Amid recent worldwide protests against racial discrimination and police brutality sparked by the killing of George Floyd at the hands of police officers in Minneapolis this past May, the works on view in this exhibition take on renewed meaning and urgency.
In the past decade we have seen violence against African American men and women; the killings of Trayvon Martin, Eric Garner, Michael Brown, Tamir Rice, Ahmaud Arbery, Breonna Taylor, and so many others, demand that as a society we reexamine race relations. This moment asks us to reconsider our role in society, acknowledge the hard work we need to do, and do it together, to effect just and positive change.
Marcus Jansen, Ε Pluribus Unum, 2008, Oil enamel, mixed media and collage on canvas, Lent by Teddi and Scott Dolph, 2020 Marcus Antonius Jansen, Artists Rights Society, New York.
The Cornell Fine Arts Museum is pleased to present the first solo museum exhibition of Marcus Jansen in the U.S. Based in Bronx, New York, and Fort Myers, Florida, Jansen creates powerful, monumental canvases that address poignant social and political themes. Using an arresting visual language characterized by colorful and expressive brushwork, and references to contemporary and historical issues, Jansen invites viewers to reflect on the human condition.
Dynamic and gestural, these images are visual metaphors for the chaotic landscapes Jansen encountered as a member of the U.S. Armed Forces while deployed in conflict zones during Operation Desert Shield and Desert Storm, among others. For him, the power of art is personal: “Painting was always a visual, mental, and intellectual combat to me, an exercise that could lead to closure.”
Zanele Muholi, Sebenzile (Parktown), 2016, Gelatin silver, The Alfond Collection of Contemporary Art at Rollins College, Gift of Barbara '68 and Theodore '68 Alfond, 2017.6.33. Image courtesy of the artist and Yancey Richardson Gallery, New York and Stevenson Gallery.
What do women want? Political, economic, social, and cultural equality. This year, 2020, marks the 100-year anniversary of women’s suffrage in the United States and the amendment that granted white women the right to vote. Though an extremely significant moment in history, activists around the world have since worked to enact social reform and equal opportunity for all.

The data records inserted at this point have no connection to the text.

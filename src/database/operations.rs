use rusqlite::{params, Connection, OptionalExtension};
use std::sync::{Arc, Mutex, MutexGuard};
use std::time::Duration;
use thiserror::Error;

use crate::config::DatabaseConfig;
use crate::database::schema::{initialize_schema, run_migrations};
use crate::logging::MetricsLogger;

/// Key of the masterchain cursor row
pub const LAST_SEQNO_KEY: &str = "last_seqno";

#[derive(Error, Debug)]
pub enum DbError {
    #[error("Database connection failed: {0}")]
    Connection(#[from] rusqlite::Error),
    #[error("Database operation failed: {0}")]
    Operation(String),
    #[error("Record not found")]
    NotFound,
}

/// Durable cursor access used by the watchers.
///
/// Every write must be durable before it returns; the watchers treat a
/// successful return as "progress recorded".
pub trait CursorPersistence: Send + Sync {
    fn get_last_seqno(&self) -> Result<u32, DbError>;
    fn set_last_seqno(&self, seqno: u32) -> Result<(), DbError>;
    fn get_last_logical_time(&self, address: &str) -> Result<u64, DbError>;
    fn set_last_logical_time(&self, address: &str, lt: u64) -> Result<(), DbError>;
}

/// SQLite-backed store for watcher cursors and remembered payment obligations
pub struct CursorStore {
    conn: Arc<Mutex<Connection>>,
}

impl CursorStore {
    /// Open (or create) a store at `db_path` and initialize the schema
    pub fn new(db_path: &str) -> Result<Self, DbError> {
        Self::new_with_config(&DatabaseConfig {
            path: db_path.to_string(),
            ..DatabaseConfig::default()
        })
    }

    pub fn new_with_config(config: &DatabaseConfig) -> Result<Self, DbError> {
        let conn = Connection::open(&config.path)?;

        conn.busy_timeout(Duration::from_millis(config.busy_timeout_ms as u64))?;
        if config.enable_wal_mode {
            // journal_mode returns the resulting mode as a row
            conn.query_row("PRAGMA journal_mode = WAL", [], |_| Ok(()))?;
        }
        conn.execute_batch("PRAGMA synchronous = FULL;")?;

        Self::from_connection(conn)
    }

    /// Create an in-memory store for testing
    pub fn new_in_memory() -> Result<Self, DbError> {
        Self::from_connection(Connection::open_in_memory()?)
    }

    fn from_connection(conn: Connection) -> Result<Self, DbError> {
        initialize_schema(&conn)?;
        run_migrations(&conn)?;

        Ok(CursorStore {
            conn: Arc::new(Mutex::new(conn)),
        })
    }

    fn lock(&self) -> Result<MutexGuard<'_, Connection>, DbError> {
        self.conn
            .lock()
            .map_err(|_| DbError::Operation("Failed to acquire lock".to_string()))
    }

    fn read_cursor(&self, key: &str) -> Result<Option<i64>, DbError> {
        let conn = self.lock()?;

        let value = conn
            .query_row("SELECT value FROM cursors WHERE key = ?1", params![key], |row| row.get(0))
            .optional()?;

        Ok(value)
    }

    fn write_cursor(&self, key: &str, value: i64) -> Result<(), DbError> {
        let conn = self.lock()?;

        conn.execute(
            "INSERT INTO cursors (key, value, updated_at) VALUES (?1, ?2, strftime('%s', 'now'))
             ON CONFLICT(key) DO UPDATE SET value = excluded.value, updated_at = excluded.updated_at",
            params![key, value],
        )?;

        Ok(())
    }

    /// Last fully processed masterchain seqno, 0 if never set
    pub fn get_last_seqno(&self) -> Result<u32, DbError> {
        match self.read_cursor(LAST_SEQNO_KEY)? {
            Some(value) => u32::try_from(value)
                .map_err(|_| DbError::Operation(format!("Stored seqno out of range: {}", value))),
            None => Ok(0),
        }
    }

    pub fn set_last_seqno(&self, seqno: u32) -> Result<(), DbError> {
        self.write_cursor(LAST_SEQNO_KEY, seqno as i64)
    }

    /// Highest logical time already examined for `address`, 0 if never set
    pub fn get_last_logical_time(&self, address: &str) -> Result<u64, DbError> {
        // lt is stored bit-for-bit in a signed column
        Ok(self.read_cursor(&logical_time_key(address))?.map(|v| v as u64).unwrap_or(0))
    }

    pub fn set_last_logical_time(&self, address: &str, lt: u64) -> Result<(), DbError> {
        self.write_cursor(&logical_time_key(address), lt as i64)
    }

    /// Remember an obligation for `address`; rows with a ttl disappear from
    /// listings once it elapses and are deleted by `purge_expired`.
    /// A ttl whose expiry does not fit a unix timestamp never expires.
    pub fn record_transaction(
        &self,
        address: &str,
        amount: u64,
        message: &str,
        ttl: Option<Duration>,
    ) -> Result<i64, DbError> {
        let expires_at = ttl
            .filter(|ttl| !ttl.is_zero())
            .and_then(|ttl| i64::try_from(ttl.as_secs().max(1)).ok())
            .and_then(|secs| unix_now().checked_add(secs));
        self.insert_transaction(address, amount, message, expires_at)
    }

    pub(crate) fn insert_transaction(
        &self,
        address: &str,
        amount: u64,
        message: &str,
        expires_at: Option<i64>,
    ) -> Result<i64, DbError> {
        let conn = self.lock()?;

        conn.execute(
            "INSERT INTO transactions (address, amount, message, expires_at) VALUES (?1, ?2, ?3, ?4)",
            params![address, amount.to_string(), message, expires_at],
        )?;

        Ok(conn.last_insert_rowid())
    }

    /// Non-expired obligations for `address`, oldest first
    pub fn list_transactions(&self, address: &str) -> Result<Vec<StoredTransaction>, DbError> {
        let conn = self.lock()?;

        let mut stmt = conn.prepare(
            "SELECT id, address, amount, message, expires_at, created_at
             FROM transactions
             WHERE address = ?1 AND (expires_at IS NULL OR expires_at > ?2)
             ORDER BY id",
        )?;

        let rows = stmt.query_map(params![address, unix_now()], |row| {
            Ok((
                row.get::<_, i64>(0)?,
                row.get::<_, String>(1)?,
                row.get::<_, String>(2)?,
                row.get::<_, String>(3)?,
                row.get::<_, Option<i64>>(4)?,
                row.get::<_, i64>(5)?,
            ))
        })?;

        let mut transactions = Vec::new();
        for row in rows {
            let (id, address, amount, message, expires_at, created_at) = row?;
            let amount = amount
                .parse()
                .map_err(|_| DbError::Operation(format!("Corrupt amount in row {}: {}", id, amount)))?;
            transactions.push(StoredTransaction {
                id,
                address,
                amount,
                message,
                expires_at,
                created_at,
            });
        }

        Ok(transactions)
    }

    /// Delete the obligations of `address` tagged `message`; true if any existed
    pub fn remove_transaction(&self, address: &str, message: &str) -> Result<bool, DbError> {
        let conn = self.lock()?;

        let rows_affected = conn.execute(
            "DELETE FROM transactions WHERE address = ?1 AND message = ?2",
            params![address, message],
        )?;

        Ok(rows_affected > 0)
    }

    /// Delete every row whose ttl has elapsed
    pub fn purge_expired(&self) -> Result<usize, DbError> {
        let started = std::time::Instant::now();
        let conn = self.lock()?;

        let rows_affected = conn.execute(
            "DELETE FROM transactions WHERE expires_at IS NOT NULL AND expires_at <= ?1",
            params![unix_now()],
        )?;

        MetricsLogger::log_database_operation(
            "purge_expired",
            started.elapsed().as_millis() as u64,
            Some(rows_affected),
        );
        Ok(rows_affected)
    }

    /// Number of stored obligations, expired rows included until purged
    pub fn transaction_count(&self) -> Result<u64, DbError> {
        let conn = self.lock()?;

        let count: u64 = conn.query_row("SELECT COUNT(*) FROM transactions", [], |row| row.get(0))?;

        Ok(count)
    }
}

impl CursorPersistence for CursorStore {
    fn get_last_seqno(&self) -> Result<u32, DbError> {
        CursorStore::get_last_seqno(self)
    }

    fn set_last_seqno(&self, seqno: u32) -> Result<(), DbError> {
        CursorStore::set_last_seqno(self, seqno)
    }

    fn get_last_logical_time(&self, address: &str) -> Result<u64, DbError> {
        CursorStore::get_last_logical_time(self, address)
    }

    fn set_last_logical_time(&self, address: &str, lt: u64) -> Result<(), DbError> {
        CursorStore::set_last_logical_time(self, address, lt)
    }
}

fn logical_time_key(address: &str) -> String {
    format!("last_lt:{}", address)
}

pub(crate) fn unix_now() -> i64 {
    chrono::Utc::now().timestamp()
}

/// Represents a row from the transactions table
#[derive(Debug, Clone, PartialEq)]
pub struct StoredTransaction {
    pub id: i64,
    pub address: String,
    pub amount: u64,
    pub message: String,
    pub expires_at: Option<i64>,
    pub created_at: i64,
}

A range of women’s movements evolved over the course of the 20th and 21st centuries to unveil, confront, and challenge the private and public faces of sexism. The art world continually echoes and shapes the progression of these movements through limitless artistic expression.

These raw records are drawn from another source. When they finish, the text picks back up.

use async_trait::async_trait;
use reqwest::header::{HeaderMap, HeaderValue, RETRY_AFTER};
use reqwest::{Client, Response};
use serde::de::DeserializeOwned;
use serde::Deserialize;
use serde_json::{json, Value};
use std::time::Duration;

use crate::blockchain::port::LedgerReadPort;
use crate::config::ApiConfig;
use crate::error::{ConfigError, RpcError, WatcherError};
use crate::logging::{LogContext, MetricsLogger, PerformanceMonitor};
use crate::models::{
    AddressForms, AddressInformation, BlockHeader, BlockIdentifier, BlockTransactions, ConsensusBlock,
    MasterchainInfo, Shards, TransactionId, TransactionRecord, WalletInformation,
};
use crate::retry::{RetryConfig, RetryManager};

pub const DEFAULT_ENDPOINT: &str = "https://toncenter.com/api/v2/";

/// Envelope wrapped around every toncenter v2 response
#[derive(Debug, Deserialize)]
struct ApiResponse {
    #[serde(default)]
    ok: bool,
    #[serde(default)]
    result: Value,
    error: Option<String>,
}

/// HTTP client for the toncenter v2 API
#[derive(Clone)]
pub struct TonCenterClient {
    client: Client,
    endpoint: String,
    retry: RetryConfig,
}

impl TonCenterClient {
    pub fn new(endpoint: &str) -> Result<Self, WatcherError> {
        Self::from_config(&ApiConfig {
            endpoint: endpoint.to_string(),
            ..ApiConfig::default()
        })
    }

    pub fn from_config(config: &ApiConfig) -> Result<Self, WatcherError> {
        let context = LogContext::new("toncenter_client", "initialization")
            .with_metadata("endpoint", json!(config.endpoint))
            .with_metadata("timeout_seconds", json!(config.timeout_seconds))
            .with_metadata("authenticated", json!(config.api_key.is_some()));
        context.info("Initializing toncenter client");

        let mut headers = HeaderMap::new();
        if let Some(api_key) = &config.api_key {
            let value = HeaderValue::from_str(api_key).map_err(|_| ConfigError::InvalidValue {
                key: "api.api_key".to_string(),
                value: "<not a valid header value>".to_string(),
            })?;
            headers.insert("X-API-Key", value);
        }

        let client = Client::builder()
            .timeout(Duration::from_secs(config.timeout_seconds))
            .pool_max_idle_per_host(10)
            .pool_idle_timeout(Duration::from_secs(30))
            .default_headers(headers)
            .build()
            .map_err(RpcError::from)?;

        let mut endpoint = config.endpoint.clone();
        if !endpoint.ends_with('/') {
            endpoint.push('/');
        }

        Ok(Self {
            client,
            endpoint,
            retry: RetryConfig::from_api_config(config),
        })
    }

    /// Replace the retry policy applied to every request
    pub fn with_retry(mut self, retry: RetryConfig) -> Self {
        self.retry = retry;
        self
    }

    pub fn endpoint(&self) -> &str {
        &self.endpoint
    }

    async fn get<T: DeserializeOwned>(&self, method: &str, params: &[(&str, String)]) -> Result<T, RpcError> {
        let result = RetryManager::new(method, self.retry.clone())
            .execute(|| self.get_once(method, params))
            .await?;

        Ok(serde_json::from_value(result)?)
    }

    async fn post<T: DeserializeOwned>(&self, method: &str, body: &Value) -> Result<T, RpcError> {
        let result = RetryManager::new(method, self.retry.clone())
            .execute(|| self.post_once(method, body))
            .await?;

        Ok(serde_json::from_value(result)?)
    }

    async fn get_once(&self, method: &str, params: &[(&str, String)]) -> Result<Value, RpcError> {
        let response = self
            .client
            .get(format!("{}{}", self.endpoint, method))
            .query(params)
            .send()
            .await?;
        self.finish_call(method, response).await
    }

    async fn post_once(&self, method: &str, body: &Value) -> Result<Value, RpcError> {
        let response = self
            .client
            .post(format!("{}{}", self.endpoint, method))
            .json(body)
            .send()
            .await?;
        self.finish_call(method, response).await
    }

    async fn finish_call(&self, method: &str, response: Response) -> Result<Value, RpcError> {
        let monitor = PerformanceMonitor::new("toncenter_call").with_metadata("method", json!(method));
        let result = unwrap_envelope(response).await;
        let duration = monitor.finish_with_result(&result);

        MetricsLogger::log_api_call(method, duration, result.is_ok());
        result
    }

    /// Up-to-date masterchain state
    pub async fn get_masterchain_info(&self) -> Result<MasterchainInfo, RpcError> {
        self.get("getMasterchainInfo", &[]).await
    }

    /// Latest masterchain block agreed on by the validators
    pub async fn get_consensus_block(&self) -> Result<ConsensusBlock, RpcError> {
        self.get("getConsensusBlock", &[]).await
    }

    /// Shard blocks referenced by masterchain block `seqno`
    pub async fn get_shards(&self, seqno: u32) -> Result<Shards, RpcError> {
        self.get("shards", &[("seqno", seqno.to_string())]).await
    }

    pub async fn get_block_transactions(
        &self,
        block: &BlockIdentifier,
        after: Option<&TransactionId>,
        count: u32,
    ) -> Result<BlockTransactions, RpcError> {
        let mut params = block_params(block);
        params.push(("count", count.to_string()));
        if let Some(after) = after {
            params.push(("after_lt", after.lt.to_string()));
            params.push(("after_hash", after.hash.clone()));
        }

        self.get("getBlockTransactions", &params).await
    }

    pub async fn get_block_header(&self, block: &BlockIdentifier) -> Result<BlockHeader, RpcError> {
        self.get("getBlockHeader", &block_params(block)).await
    }

    /// Find a block of `workchain`/`shard` by seqno, logical time or unix time
    pub async fn lookup_block(
        &self,
        workchain: i32,
        shard: i64,
        seqno: Option<u32>,
        lt: Option<u64>,
        unixtime: Option<u64>,
    ) -> Result<BlockIdentifier, RpcError> {
        let mut params = vec![("workchain", workchain.to_string()), ("shard", shard.to_string())];
        if let Some(seqno) = seqno {
            params.push(("seqno", seqno.to_string()));
        }
        if let Some(lt) = lt {
            params.push(("lt", lt.to_string()));
        }
        if let Some(unixtime) = unixtime {
            params.push(("unixtime", unixtime.to_string()));
        }

        self.get("lookupBlock", &params).await
    }

    /// Transaction history of `address`, newest first.
    ///
    /// `before` starts the page at that transaction (inclusive); `to_lt`
    /// stops it at that logical time.
    pub async fn get_transactions(
        &self,
        address: &str,
        limit: u32,
        before: Option<&TransactionId>,
        to_lt: Option<u64>,
        archival: bool,
    ) -> Result<Vec<TransactionRecord>, RpcError> {
        let mut params = vec![
            ("address", address.to_string()),
            ("limit", limit.to_string()),
            ("archival", archival.to_string()),
        ];
        if let Some(before) = before {
            params.push(("lt", before.lt.to_string()));
            params.push(("hash", before.hash.clone()));
        }
        if let Some(to_lt) = to_lt {
            params.push(("to_lt", to_lt.to_string()));
        }

        self.get("getTransactions", &params).await
    }

    /// Balance of `address` in nanotons
    pub async fn get_address_balance(&self, address: &str) -> Result<u64, RpcError> {
        let balance: Value = self.get("getAddressBalance", &[("address", address.to_string())]).await?;

        match &balance {
            Value::String(s) => s.parse().ok(),
            Value::Number(n) => n.as_u64(),
            _ => None,
        }
        .ok_or_else(|| RpcError::InvalidResponse(format!("Unexpected balance value: {}", balance)))
    }

    /// One of `uninitialized`, `active` or `frozen`
    pub async fn get_address_state(&self, address: &str) -> Result<String, RpcError> {
        self.get("getAddressState", &[("address", address.to_string())]).await
    }

    pub async fn get_address_information(&self, address: &str) -> Result<AddressInformation, RpcError> {
        self.get("getAddressInformation", &[("address", address.to_string())]).await
    }

    /// Full account state, including the contract-specific part, as returned
    pub async fn get_extended_address_information(&self, address: &str) -> Result<Value, RpcError> {
        self.get("getExtendedAddressInformation", &[("address", address.to_string())])
            .await
    }

    pub async fn get_wallet_information(&self, address: &str) -> Result<WalletInformation, RpcError> {
        self.get("getWalletInformation", &[("address", address.to_string())]).await
    }

    /// Raw `workchain:hex` form to user-friendly form
    pub async fn pack_address(&self, address: &str) -> Result<String, RpcError> {
        self.get("packAddress", &[("address", address.to_string())]).await
    }

    /// User-friendly form to raw `workchain:hex` form
    pub async fn unpack_address(&self, address: &str) -> Result<String, RpcError> {
        self.get("unpackAddress", &[("address", address.to_string())]).await
    }

    pub async fn detect_address(&self, address: &str) -> Result<AddressForms, RpcError> {
        self.get("detectAddress", &[("address", address.to_string())]).await
    }

    /// Transaction on `destination` caused by the message `source` created at `created_lt`
    pub async fn try_locate_tx(
        &self,
        source: &str,
        destination: &str,
        created_lt: u64,
    ) -> Result<TransactionRecord, RpcError> {
        self.get("tryLocateTx", &locate_params(source, destination, created_lt))
            .await
    }

    /// Transaction on `source` that sent the message to `destination` at `created_lt`
    pub async fn try_locate_source_tx(
        &self,
        source: &str,
        destination: &str,
        created_lt: u64,
    ) -> Result<TransactionRecord, RpcError> {
        self.get("tryLocateSourceTx", &locate_params(source, destination, created_lt))
            .await
    }

    /// Run get-method `method` of the contract at `address`
    pub async fn run_get_method(&self, address: &str, method: &str, stack: Vec<Value>) -> Result<Value, RpcError> {
        self.post("runGetMethod", &json!({ "address": address, "method": method, "stack": stack }))
            .await
    }

    /// Broadcast a serialized external message
    pub async fn send_boc(&self, boc: &str) -> Result<Value, RpcError> {
        self.post("sendBoc", &json!({ "boc": boc })).await
    }

    /// Send an external message built from its parts instead of a serialized boc
    pub async fn send_query(
        &self,
        address: &str,
        body: &str,
        init_code: Option<&str>,
        init_data: Option<&str>,
    ) -> Result<Value, RpcError> {
        self.post(
            "sendQuery",
            &json!({
                "address": address,
                "body": body,
                "init_code": init_code.unwrap_or(""),
                "init_data": init_data.unwrap_or(""),
            }),
        )
        .await
    }

    pub async fn estimate_fee(
        &self,
        address: &str,
        body: &str,
        init_code: Option<&str>,
        init_data: Option<&str>,
        ignore_chksig: bool,
    ) -> Result<Value, RpcError> {
        self.post(
            "estimateFee",
            &json!({
                "address": address,
                "body": body,
                "init_code": init_code.unwrap_or(""),
                "init_data": init_data.unwrap_or(""),
                "ignore_chksig": ignore_chksig,
            }),
        )
        .await
    }
}

#[async_trait]
impl LedgerReadPort for TonCenterClient {
    async fn get_latest_masterchain_seqno(&self) -> Result<u32, RpcError> {
        Ok(self.get_masterchain_info().await?.last.seqno)
    }

    async fn get_shard_list(&self, seqno: u32) -> Result<Vec<BlockIdentifier>, RpcError> {
        Ok(self.get_shards(seqno).await?.shards)
    }

    async fn get_block_transactions(
        &self,
        block: &BlockIdentifier,
        after: Option<&TransactionId>,
        count: u32,
    ) -> Result<BlockTransactions, RpcError> {
        TonCenterClient::get_block_transactions(self, block, after, count).await
    }

    async fn get_account_transactions(
        &self,
        address: &str,
        limit: u32,
        before: Option<&TransactionId>,
    ) -> Result<Vec<TransactionRecord>, RpcError> {
        self.get_transactions(address, limit, before, None, false).await
    }
}

fn block_params(block: &BlockIdentifier) -> Vec<(&'static str, String)> {
    let mut params = vec![
        ("workchain", block.workchain.to_string()),
        ("shard", block.shard.to_string()),
        ("seqno", block.seqno.to_string()),
    ];
    if let Some(root_hash) = &block.root_hash {
        params.push(("root_hash", root_hash.clone()));
    }
    if let Some(file_hash) = &block.file_hash {
        params.push(("file_hash", file_hash.clone()));
    }
    params
}

fn locate_params(source: &str, destination: &str, created_lt: u64) -> [(&'static str, String); 3] {
    [
        ("source", source.to_string()),
        ("destination", destination.to_string()),
        ("created_lt", created_lt.to_string()),
    ]
}

/// Map a toncenter response onto its result or a classified error
async fn unwrap_envelope(response: Response) -> Result<Value, RpcError> {
    let status = response.status().as_u16();
    let retry_after = response
        .headers()
        .get(RETRY_AFTER)
        .and_then(|v| v.to_str().ok())
        .and_then(|v| v.trim().parse::<u64>().ok());
    let body = response.text().await?;

    let envelope = serde_json::from_str::<ApiResponse>(&body).ok();
    let message = envelope
        .as_ref()
        .and_then(|e| e.error.clone())
        .unwrap_or_else(|| body.trim().to_string());

    match status {
        200 => match envelope {
            Some(ApiResponse { ok: true, result, .. }) => Ok(result),
            Some(_) => Err(RpcError::Generic { status, message }),
            None => Err(RpcError::InvalidResponse(format!("Undecodable response body: {}", message))),
        },
        422 => Err(RpcError::Validation(message)),
        504 => Err(RpcError::Timeout),
        429 => Err(RpcError::RateLimit {
            seconds: retry_after.unwrap_or(1),
        }),
        _ => Err(RpcError::Generic { status, message }),
    }
}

This exhibition, drawn from CFAM’s Alfond Collection of Contemporary Art, features self-portraits by artists Carrie Mae Weems, Shirin Neshat, Zanele Muholi, María Magdalena Campos-Pons, and Dana Hoey. These artists engage deeply with history and the present to disrupt the established gender norms and construct new definitions of women in society.
Unknown Pre-Columbian, Standing male figure, 200 BCE-400 CE, Terracotta and pigment, Gift of Mr. Bernard Bennett 1978.15.
After a devastating fire destroyed the original Rollins Museum in 1909, the College made a broad public appeal via letters, posters, and newspaper ads for donations of “museum-quality” specimens in hopes that the museum could eventually be re-established. Individuals and institutions across the country responded generously, and by 1920 almost 10,000 objects of cultural, historical, and natural significance had been received. These donations would form the nucleus of what came to be called the Thomas R. Baker Museum of Natural History, a campus and community fixture until its closure in the 1970s.
Storied Objects: Relics and Tales of the Thomas R. Baker Museum relates the story of the eclectic Baker Museum collection by highlighting the life histories of a selection of its cultural artifacts, which collectively span five continents and more than 5,000 years of the human past.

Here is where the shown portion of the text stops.